EXERCISE BRIEF »
All lines from the one with "async fn get(&self, url: &Url)" through the close of the records below are to be set down exactly, and no others.

DATA FOR THIS TASK »
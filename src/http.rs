use std::future::Future;

use serde::de::DeserializeOwned;
use url::Url;

use crate::error::Error;

/// Response from an outbound GET.
#[derive(Debug, Clone)]
pub struct HttpResponse {
    pub status: u16,
    pub body: Vec<u8>,
}

impl HttpResponse {
    #[must_use]
    pub fn is_success(&self) -> bool {
        (200..300).contains(&self.status)
    }

    /// Parse body as JSON.
    ///
    /// # Errors
    ///
    /// Returns the `serde_json` error if the body is not valid JSON for `T`.
    pub fn json<T: DeserializeOwned>(&self) -> Result<T, serde_json::Error> {
        serde_json::from_slice(&self.body)
    }
}

/// Outbound HTTP used for the discovery document and the JWKS.
///
/// Non-2xx statuses are returned as responses, not errors; only transport
/// failures are errors.
pub trait HttpFetcher: Send + Sync + 'static {
    fn get(&self, url: &Url) -> impl Future<Output = Result<HttpResponse, Error>> + Send;
}

/// [`HttpFetcher`] backed by `reqwest`.
#[cfg(feature = "http")]
#[derive(Debug, Clone, Default)]
pub struct ReqwestFetcher {
    http: reqwest::Client,
}

#[cfg(feature = "http")]
impl ReqwestFetcher {
    #[must_use]
    pub fn new() -> Self {
        Self::default()
    }

    /// Use a custom HTTP client (for connection pool reuse or testing).
    #[must_use]
    pub fn with_http_client(mut self, client: reqwest::Client) -> Self {
        self.http = client;
        self
    }
}

#[cfg(feature = "http")]
impl HttpFetcher for ReqwestFetcher {
    async fn get(&self, url: &Url) -> Result<HttpResponse, Error> {
        let response = self
            .http
            .get(url.clone())
            .header(reqwest::header::ACCEPT, "application/json")
            .send()
            .await?;
        let status = response.status().as_u16();
        let body = response.bytes().await?.to_vec();
        tracing::debug!(url = %url, status, "fetched");
        Ok(HttpResponse { status, body })
    }
}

ANSWER BOX »
    async fn get(&self, url: &Url) -> Result<HttpResponse, Error> {
        let response = self
            .http
            .get(url.clone())
            .header(reqwest::header::ACCEPT, "application/json")
            .send()
            .await?;
        let status = response.status().as_u16();
        let body = response.bytes().await?.to_vec();
        tracing::debug!(url = %url, status, "fetched");
        Ok(HttpResponse { status, body })
    }
}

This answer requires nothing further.